A stack of CDs stand in the corner of the room. Music she doesn't listen to often, but filled with memories of her time with her dad. The stories he told about each artist, the way times were then, how he felt during those times. It was like a treasure box filled with goodies only he shared with her. Remembrance of a time when he felt whole, when he gave himself to this country. He is history. Then there's the hanging of various necklaces surrounding her room. All gifts from her mom, friends, students, colleagues, exes, people. Each necklace tells a story of herself, each having ownership of a time period she once knew, molding her into the woman she is today. The heirlooms from her late grandmother, a woman of pride and strength. She gave her the greatest gift, a bracelet that represented love. She wipes away a tear.

She finishes her tea. The room is silent. She is silent.

Saturday, October 1, 2011

The walk home

Friday, September 30, 2011 
6:20pm

I took the Limited bus today. It wasn't as crowded as usual. I felt tired and drained. My energy has been low as of late; probably the change of the season (now Fall) or me feeling under the weather. As I got off the bus, I looked at the sky. What a sight! The clouds were blue, pink, and purple. Very pretty. I smiled. I tried taking a picture but was bombarded by people leaving the bus. Walking home felt different. Maybe it was because I was reflecting on the week's events. I've been contemplating on what my purpose is, what I'm currently doing, and where to go from here. Oddly, it seemed like the more I thought about this, the sky became brighter and streaks of pink filled the sky. I knew I had to take a picture.

Guys hanging on the corner, a lady pushes a shopping cart, older gentlemen sit in front of the Chinese takeout restaurant, I observe them. I walked to a store, a man allows me to go in first. I appreciate his generosity. Picking up some milk (I want cereal for dinner tonight), I'm welcomed by a smile from a friend. I say, "Hi my friend." He replies, "Hi mommy, how are you?" "I'm good, can't complain " as I pay. I leave the store walking down the block. I hear a man talking on the phone behind me, he had a Caribbean accent. Those pink streaks still follow me. I slowly stopped letting the man pass. I began snapping some pictures.

I felt an uplift from my spirit as if God was letting me know, at that moment, that everything would be alright. (Praying silently) "Sometimes God, I don't know where my direction is leading me.

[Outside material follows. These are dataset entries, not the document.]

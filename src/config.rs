// Configuration management for the grid trading bot

use serde::{Deserialize, Serialize};
use std::fs;
use std::path::Path;
use std::time::Duration;

pub const ENV_API_KEY: &str = "BITOPRO_API_KEY";
pub const ENV_API_SECRET: &str = "BITOPRO_API_SECRET";
pub const ENV_IDENTITY: &str = "BITOPRO_IDENTITY";

const PLACEHOLDER_PREFIX: &str = "YOUR_";

#[derive(Debug, Clone, Serialize, Deserialize)]
pub struct ExchangeConfig {
    pub api_key: String,
    pub api_secret: String,
    /// Account email, sent as `identity` in cancel and query payloads
    pub identity: String,
    #[serde(default = "default_rest_url")]
    pub rest_url: String,
    #[serde(default = "default_ws_url")]
    pub ws_url: String,
    #[serde(default = "default_request_timeout")]
    pub request_timeout_secs: u64,
}

fn default_rest_url() -> String {
    "https://api.bitopro.com/v3".to_string()
}

fn default_ws_url() -> String {
    "wss://stream.bitopro.com:443/ws/v1/pub/auth/orders".to_string()
}

fn default_request_timeout() -> u64 {
    10
}

/// Timings of a trading session. Kept in milliseconds so tests can run a
/// whole session lifecycle in well under a second.
#[derive(Debug, Clone, Serialize, Deserialize)]
pub struct SessionTimings {
    pub volatility_interval_ms: u64,
    pub reconnect_delay_ms: u64,
    pub max_reconnect_attempts: u32,
    pub connect_timeout_ms: u64,
    pub stop_timeout_ms: u64,
    /// Overrides the keep-alive period reported by the exchange
    #[serde(default)]
    pub keepalive_override_ms: Option<u64>,
}

impl Default for SessionTimings {
    fn default() -> Self {
        Self {
            volatility_interval_ms: 300_000, // 5 minutes
            reconnect_delay_ms: 5_000,
            max_reconnect_attempts: 3,
            connect_timeout_ms: 5_000,
            stop_timeout_ms: 10_000,
            keepalive_override_ms: None,
        }
    }
}

impl SessionTimings {
    pub fn volatility_interval(&self) -> Duration {
        Duration::from_millis(self.volatility_interval_ms)
    }

    pub fn reconnect_delay(&self) -> Duration {
        Duration::from_millis(self.reconnect_delay_ms)
    }

    pub fn connect_timeout(&self) -> Duration {
        Duration::from_millis(self.connect_timeout_ms)
    }

    pub fn stop_timeout(&self) -> Duration {
        Duration::from_millis(self.stop_timeout_ms)
    }

    pub fn keepalive_override(&self) -> Option<Duration> {
        self.keepalive_override_ms.map(Duration::from_millis)
    }
}

#[derive(Debug, Clone, Serialize, Deserialize)]
pub struct DatabaseConfig {
    pub path: String,
}

impl Default for DatabaseConfig {
    fn default() -> Self {
        Self {
            path: "data/grid_bot.db".to_string(),
        }
    }
}

#[derive(Debug, Clone, Serialize, Deserialize)]
pub struct LoggingConfig {
    pub level: String,
}

impl Default for LoggingConfig {
    fn default() -> Self {
        Self {
            level: "info".to_string(),
        }
    }
}

#[derive(Debug, Clone, Default, Serialize, Deserialize)]
pub struct NotifyConfig {
    #[serde(default)]
    pub webhook_url: Option<String>,
}

#[derive(Debug, Clone, Serialize, Deserialize)]
pub struct AppConfig {
    pub exchange: ExchangeConfig,
    #[serde(default)]
    pub session: SessionTimings,
    #[serde(default)]
    pub database: DatabaseConfig,
    #[serde(default)]
    pub logging: LoggingConfig,
    #[serde(default)]
    pub notify: NotifyConfig,
}

impl Default for AppConfig {
    fn default() -> Self {
        Self {
            exchange: ExchangeConfig {
                api_key: "YOUR_BITOPRO_API_KEY".to_string(),
                api_secret: "YOUR_BITOPRO_API_SECRET".to_string(),
                identity: "YOUR_ACCOUNT_EMAIL".to_string(),
                rest_url: default_rest_url(),
                ws_url: default_ws_url(),
                request_timeout_secs: default_request_timeout(),
            },
            session: SessionTimings::default(),
            database: DatabaseConfig::default(),
            logging: LoggingConfig::default(),
            notify: NotifyConfig::default(),
        }
    }
}

impl AppConfig {
    /// Load configuration from a TOML file, apply env overrides, validate
    pub fn from_file<P: AsRef<Path>>(path: P) -> Result<Self, ConfigError> {
        let path = path.as_ref();
        if !path.exists() {
            return Err(ConfigError::FileNotFound(path.display().to_string()));
        }

        let content = fs::read_to_string(path)
            .map_err(|e| ConfigError::FileRead(e.to_string()))?;

        let mut config: AppConfig = toml::from_str(&content)
            .map_err(|e| ConfigError::Parse(e.to_string()))?;

        config.apply_env_overrides();
        config.validate()?;
        Ok(config)
    }

    /// Save configuration to a TOML file
    pub fn to_file<P: AsRef<Path>>(&self, path: P) -> Result<(), ConfigError> {
        let content = toml::to_string_pretty(self)
            .map_err(|e| ConfigError::Serialize(e.to_string()))?;

        if let Some(parent) = path.as_ref().parent() {
            if !parent.as_os_str().is_empty() {
                fs::create_dir_all(parent).map_err(|e| ConfigError::FileWrite(e.to_string()))?;
            }
        }

        fs::write(path, content)
            .map_err(|e| ConfigError::FileWrite(e.to_string()))?;

        Ok(())
    }

    /// Credentials from the environment win over the file
    pub fn apply_env_overrides(&mut self) {
        if let Ok(key) = std::env::var(ENV_API_KEY) {
            self.exchange.api_key = key;
        }
        if let Ok(secret) = std::env::var(ENV_API_SECRET) {
            self.exchange.api_secret = secret;
        }
        if let Ok(identity) = std::env::var(ENV_IDENTITY) {
            self.exchange.identity = identity;
        }
    }

    /// Validate values that don't depend on the exchange
    pub fn validate(&self) -> Result<(), ConfigError> {
        self.validate_timings()?;

        if self.database.path.trim().is_empty() {
            return Err(ConfigError::Validation("database.path must not be empty".to_string()));
        }

        if let Some(url) = &self.notify.webhook_url {
            if !url.starts_with("http://") && !url.starts_with("https://") {
                return Err(ConfigError::Validation(format!(
                    "notify.webhook_url must be an http(s) URL, got '{}'",
                    url
                )));
            }
        }

        Ok(())
    }

    /// Stricter check for live trading: credentials must be real
    pub fn validate_credentials(&self) -> Result<(), ConfigError> {
        let fields = [
            ("exchange.api_key", &self.exchange.api_key),
            ("exchange.api_secret", &self.exchange.api_secret),
            ("exchange.identity", &self.exchange.identity),
        ];

        for (name, value) in fields {
            if value.trim().is_empty() || value.starts_with(PLACEHOLDER_PREFIX) {
                return Err(ConfigError::Validation(format!(
                    "{} is not set (edit config.toml or export {})",
                    name,
                    env_name_for(name)
                )));
            }
        }

        Ok(())
    }

    fn validate_timings(&self) -> Result<(), ConfigError> {
        let s = &self.session;
        let positive = [
            ("session.volatility_interval_ms", s.volatility_interval_ms),
            ("session.reconnect_delay_ms", s.reconnect_delay_ms),
            ("session.connect_timeout_ms", s.connect_timeout_ms),
            ("session.stop_timeout_ms", s.stop_timeout_ms),
        ];

        for (name, value) in positive {
            if value == 0 {
                return Err(ConfigError::Validation(format!("{} must be greater than 0", name)));
            }
        }

        if s.keepalive_override_ms == Some(0) {
            return Err(ConfigError::Validation(
                "session.keepalive_override_ms must be greater than 0".to_string(),
            ));
        }

        if self.exchange.request_timeout_secs == 0 {
            return Err(ConfigError::Validation(
                "exchange.request_timeout_secs must be greater than 0".to_string(),
            ));
        }

        Ok(())
    }
}

fn env_name_for(field: &str) -> &'static str {
    match field {
        "exchange.api_key" => ENV_API_KEY,
        "exchange.api_secret" => ENV_API_SECRET,
        _ => ENV_IDENTITY,
    }
}

#[derive(Debug, thiserror::Error)]
pub enum ConfigError {
    #[error("Config file not found: {0}")]
    FileNotFound(String),

    #[error("Failed to read config file: {0}")]
    FileRead(String),

    #[error("Failed to write config file: {0}")]
    FileWrite(String),

    #[error("Failed to parse config: {0}")]
    Parse(String),

    #[error("Failed to serialize config: {0}")]
    Serialize(String),

    #[error("Configuration validation error: {0}")]
    Validation(String),
}

#[cfg(test)]
mod tests {
    use super::*;

    #[test]
    fn test_default_config_is_valid_but_has_placeholders() {
        let config = AppConfig::default();
        assert!(config.validate().is_ok());
        assert!(config.validate_credentials().is_err());
    }

    #[test]
    fn test_zero_timing_rejected() {
        let mut config = AppConfig::default();
        config.session.reconnect_delay_ms = 0;
        let err = config.validate().unwrap_err();
        assert!(err.to_string().contains("reconnect_delay_ms"));
    }

    #[test]
    fn test_minimal_toml_uses_defaults() {
        let toml_str = r#"
            [exchange]
            api_key = "k"
            api_secret = "s"
            identity = "me@example.com"
        "#;
        let config: AppConfig = toml::from_str(toml_str).unwrap();
        assert_eq!(config.session.max_reconnect_attempts, 3);
        assert_eq!(config.session.volatility_interval(), Duration::from_secs(300));
        assert_eq!(config.exchange.rest_url, "https://api.bitopro.com/v3");
        assert!(config.validate_credentials().is_ok());
    }

    #[test]
    fn test_bad_webhook_rejected() {
        let mut config = AppConfig::default();
        config.notify.webhook_url = Some("ftp://nope".to_string());
        assert!(config.validate().is_err());
    }
}
// Integration tests for the trade ledger on SQLite

mod common;

use std::sync::Arc;

use chrono::{TimeZone, Utc};
use rust_decimal::Decimal;
use rust_decimal_macros::dec;

use ladder_grid_bot::core::OpenLot;
use ladder_grid_bot::db::{SessionRun, SessionRunStore, UpsertOutcome};
use ladder_grid_bot::{Database, Order, OrderId, OrderStatus, Side, TradeLedger, TradingError};

use common::create_temp_db_dir;

fn order(id: &str, side: Side, qty: Decimal, price: Decimal, status: OrderStatus, at_ms: i64) -> Order {
    Order {
        id: OrderId::from(id),
        pair: "btc_twd".to_string(),
        side,
        price,
        orig_qty: qty,
        executed_qty: qty,
        avg_execution_price: price,
        fee: Decimal::ZERO,
        fee_currency: "twd".to_string(),
        status,
        updated_at: Utc.timestamp_millis_opt(at_ms).single().unwrap(),
    }
}

fn filled(id: &str, side: Side, qty: Decimal, price: Decimal, at_ms: i64) -> Order {
    order(id, side, qty, price, OrderStatus::Filled, at_ms)
}

fn ledger(db: &Database) -> TradeLedger {
    TradeLedger::new(Arc::new(db.trade_store()))
}

#[test]
fn test_partial_fill_then_complete_then_duplicate() {
    let db = Database::new_in_memory().unwrap();
    let ledger = ledger(&db);

    let mut partial = order("1", Side::Buy, dec!(0.5), dec!(100), OrderStatus::PartiallyFilled, 1_000);
    partial.orig_qty = dec!(1);
    assert_eq!(ledger.record_fill(&partial, None).unwrap(), Some(UpsertOutcome::Inserted));

    let complete = filled("1", Side::Buy, dec!(1), dec!(100), 2_000);
    assert_eq!(ledger.record_fill(&complete, None).unwrap(), Some(UpsertOutcome::Updated));

    // Replayed delivery of the final state
    let mut replay = complete.clone();
    replay.executed_qty = dec!(0.75);
    assert_eq!(ledger.record_fill(&replay, None).unwrap(), Some(UpsertOutcome::Frozen));

    let position = ledger.compute_open_position("btc_twd").unwrap();
    assert_eq!(position.total_bought, dec!(1));
}

#[test]
fn test_unexecuted_order_is_not_recorded() {
    let db = Database::new_in_memory().unwrap();
    let ledger = ledger(&db);

    let mut resting = order("9", Side::Sell, dec!(1), dec!(105), OrderStatus::New, 0);
    resting.executed_qty = Decimal::ZERO;
    assert_eq!(ledger.record_fill(&resting, None).unwrap(), None);

    let mut cancelled = resting.clone();
    cancelled.status = OrderStatus::Canceled;
    assert_eq!(ledger.record_fill(&cancelled, None).unwrap(), None);
}

#[test]
fn test_fifo_profit_and_open_position() {
    let db = Database::new_in_memory().unwrap();
    let ledger = ledger(&db);

    ledger.record_fill(&filled("b1", Side::Buy, dec!(1), dec!(100), 1_000), None).unwrap();
    ledger.record_fill(&filled("b2", Side::Buy, dec!(1), dec!(110), 2_000), None).unwrap();
    ledger.record_fill(&filled("s1", Side::Sell, dec!(1.5), dec!(120), 3_000), None).unwrap();

    assert_eq!(ledger.compute_realized_profit("btc_twd").unwrap(), dec!(25));

    let position = ledger.compute_open_position("btc_twd").unwrap();
    assert_eq!(position.total_bought, dec!(2));
    assert_eq!(position.total_sold, dec!(1.5));
    assert_eq!(position.net_quantity, dec!(0.5));
    assert_eq!(
        position.open_lots,
        vec![OpenLot {
            buy_id: "b2".to_string(),
            quantity: dec!(0.5),
            price: dec!(110)
        }]
    );
}

#[test]
fn test_settlement_time_decides_fifo_order() {
    let db = Database::new_in_memory().unwrap();
    let ledger = ledger(&db);

    // Inserted out of order; b-late settled after b-early
    ledger.record_fill(&filled("b-late", Side::Buy, dec!(1), dec!(90), 5_000), None).unwrap();
    ledger.record_fill(&filled("b-early", Side::Buy, dec!(1), dec!(80), 1_000), None).unwrap();
    ledger.record_fill(&filled("s1", Side::Sell, dec!(1), dec!(100), 6_000), None).unwrap();

    assert_eq!(ledger.compute_realized_profit("btc_twd").unwrap(), dec!(20));
    let report = ledger.fifo_report("btc_twd").unwrap();
    assert_eq!(report.open_lots[0].buy_id, "b-late");
}

#[test]
fn test_sell_settled_before_buy_still_matches() {
    let db = Database::new_in_memory().unwrap();
    let ledger = ledger(&db);

    // Matching is by quantity in settlement order, not by which came first
    ledger.record_fill(&filled("s1", Side::Sell, dec!(1), dec!(105), 1_000), None).unwrap();
    ledger.record_fill(&filled("b1", Side::Buy, dec!(1), dec!(100), 2_000), None).unwrap();

    assert_eq!(ledger.compute_realized_profit("btc_twd").unwrap(), dec!(5));
    assert!(ledger.compute_open_position("btc_twd").unwrap().open_lots.is_empty());
}

#[test]
fn test_quote_and_base_fees_reduce_profit() {
    let db = Database::new_in_memory().unwrap();
    let ledger = ledger(&db);

    let mut buy = filled("b1", Side::Buy, dec!(1), dec!(100), 1_000);
    buy.fee = dec!(0.001);
    buy.fee_currency = "btc".to_string();
    let mut sell = filled("s1", Side::Sell, dec!(1), dec!(110), 2_000);
    sell.fee = dec!(0.22);
    ledger.record_fill(&buy, None).unwrap();
    ledger.record_fill(&sell, None).unwrap();

    // 10 gross, 0.1 buy fee converted at 100, 0.22 sell fee
    let report = ledger.fifo_report("btc_twd").unwrap();
    assert_eq!(report.matched_fees, dec!(0.32));
    assert_eq!(report.realized_profit, dec!(9.68));
}

#[test]
fn test_oversold_history_is_inconsistent() {
    let db = Database::new_in_memory().unwrap();
    let ledger = ledger(&db);

    ledger.record_fill(&filled("b1", Side::Buy, dec!(1), dec!(100), 1_000), None).unwrap();
    ledger.record_fill(&filled("s1", Side::Sell, dec!(1.25), dec!(120), 2_000), None).unwrap();

    match ledger.compute_realized_profit("btc_twd") {
        Err(TradingError::LedgerInconsistency { sell_id, unmatched, .. }) => {
            assert_eq!(sell_id, "s1");
            assert_eq!(unmatched, dec!(0.25));
        }
        other => panic!("expected a ledger inconsistency, got {:?}", other),
    }

    // The report still carries what did match
    let report = ledger.fifo_report("btc_twd").unwrap();
    assert_eq!(report.realized_profit, dec!(20));
}

#[test]
fn test_pairs_are_isolated() {
    let db = Database::new_in_memory().unwrap();
    let ledger = ledger(&db);

    ledger.record_fill(&filled("b1", Side::Buy, dec!(1), dec!(100), 1_000), None).unwrap();
    let mut eth = filled("e1", Side::Sell, dec!(3), dec!(50), 2_000);
    eth.pair = "eth_twd".to_string();
    ledger.record_fill(&eth, None).unwrap();

    assert_eq!(ledger.compute_realized_profit("btc_twd").unwrap(), Decimal::ZERO);
    assert!(ledger.compute_realized_profit("eth_twd").is_err());
    assert_eq!(ledger.compute_open_position("btc_twd").unwrap().net_quantity, dec!(1));
}

#[test]
fn test_ledger_survives_reopen() {
    let (_temp_dir, db_path) = create_temp_db_dir();

    {
        let db = Database::new(&db_path).expect("Failed to create database");
        let run = SessionRun::new("run-1", "btc_twd", "{}".to_string(), Utc::now());
        db.session_run_store().record_start(&run).unwrap();

        let ledger = ledger(&db);
        ledger.record_fill(&filled("b1", Side::Buy, dec!(1), dec!(100), 1_000), Some("run-1")).unwrap();
        ledger.record_fill(&filled("s1", Side::Sell, dec!(1), dec!(101.5), 2_000), Some("run-1")).unwrap();
    }

    let db = Database::new(&db_path).expect("Failed to reopen database");
    assert_eq!(ledger(&db).compute_realized_profit("btc_twd").unwrap(), dec!(1.5));
}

I feel like I'm just floating around. I want to know where I'm going and how to get there.The way times are with unemployment, increased crime, natural disasters, and more negativity than positivity can all make the heart heavy."  From a sudden cool breeze, I felt like it was God telling me not to despair because He will handle everything. I need to keep the faith.

Before I knew it, I was in front of my door waving hello to my neighbors.